-- Task material follows --
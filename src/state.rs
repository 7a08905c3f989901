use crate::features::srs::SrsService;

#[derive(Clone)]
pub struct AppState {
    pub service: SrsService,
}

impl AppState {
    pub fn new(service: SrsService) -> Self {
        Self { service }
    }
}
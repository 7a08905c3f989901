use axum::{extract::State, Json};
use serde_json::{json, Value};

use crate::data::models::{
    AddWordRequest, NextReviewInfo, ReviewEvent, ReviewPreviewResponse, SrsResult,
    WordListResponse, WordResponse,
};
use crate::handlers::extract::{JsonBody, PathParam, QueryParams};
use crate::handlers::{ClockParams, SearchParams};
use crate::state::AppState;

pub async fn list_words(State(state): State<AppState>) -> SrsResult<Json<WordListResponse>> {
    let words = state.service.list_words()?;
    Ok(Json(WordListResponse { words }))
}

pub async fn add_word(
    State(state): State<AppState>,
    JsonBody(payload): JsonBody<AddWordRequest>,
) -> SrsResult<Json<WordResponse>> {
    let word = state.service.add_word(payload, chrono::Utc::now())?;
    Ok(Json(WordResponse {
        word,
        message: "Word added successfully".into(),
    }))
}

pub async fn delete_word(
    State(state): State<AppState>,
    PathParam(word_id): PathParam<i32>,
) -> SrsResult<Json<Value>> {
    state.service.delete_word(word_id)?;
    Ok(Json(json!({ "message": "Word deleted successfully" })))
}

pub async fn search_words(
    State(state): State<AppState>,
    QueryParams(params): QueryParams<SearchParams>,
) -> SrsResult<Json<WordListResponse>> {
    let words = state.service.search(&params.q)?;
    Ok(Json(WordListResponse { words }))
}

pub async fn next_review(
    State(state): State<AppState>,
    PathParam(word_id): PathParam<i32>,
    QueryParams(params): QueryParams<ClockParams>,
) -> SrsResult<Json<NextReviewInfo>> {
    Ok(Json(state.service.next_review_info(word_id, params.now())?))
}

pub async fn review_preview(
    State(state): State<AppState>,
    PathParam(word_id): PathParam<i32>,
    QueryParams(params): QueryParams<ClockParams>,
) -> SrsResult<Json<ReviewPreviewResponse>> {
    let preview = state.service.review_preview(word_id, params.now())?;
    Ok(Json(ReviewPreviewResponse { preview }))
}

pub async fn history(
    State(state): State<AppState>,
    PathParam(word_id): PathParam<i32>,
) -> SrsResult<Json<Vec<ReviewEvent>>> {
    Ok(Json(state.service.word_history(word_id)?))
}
-- Task material concluded --
About this task: Take from the listing above each line in which the string "Self" is found.

Task output:
    pub fn new(service: SrsService) -> Self {
        Self { service }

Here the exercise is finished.